- Task instructions: Read through the entries below and copy each line where "connection" turns up.

- Provided information:
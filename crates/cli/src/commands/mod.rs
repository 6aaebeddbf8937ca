//! CLI command implementations.

pub mod migrate;
pub mod seed;
pub mod user;

use secrecy::SecretString;
use sqlx::PgPool;

/// Errors shared by every command.
#[derive(Debug, thiserror::Error)]
pub enum CommandError {
    /// Required environment variable is missing.
    #[error("Missing environment variable: {0}")]
    MissingEnvVar(&'static str),

    /// Database connection error.
    #[error("Database connection error: {0}")]
    Database(#[from] sqlx::Error),
}

/// Connect using `TIDI_DATABASE_URL`, falling back to `DATABASE_URL`.
///
/// # Errors
///
/// Returns `CommandError` if neither variable is set or the connection fails.
pub async fn connect() -> Result<PgPool, CommandError> {
    dotenvy::dotenv().ok();

    let database_url = std::env::var("TIDI_DATABASE_URL")
        .or_else(|_| std::env::var("DATABASE_URL"))
        .map(SecretString::from)
        .map_err(|_| CommandError::MissingEnvVar("TIDI_DATABASE_URL"))?;

    tracing::info!("Connecting to database...");
    Ok(tidi_web::db::create_pool(&database_url).await?)
}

- Answer to the exercise:
    /// Database connection error.
    #[error("Database connection error: {0}")]
/// Returns `CommandError` if neither variable is set or the connection fails.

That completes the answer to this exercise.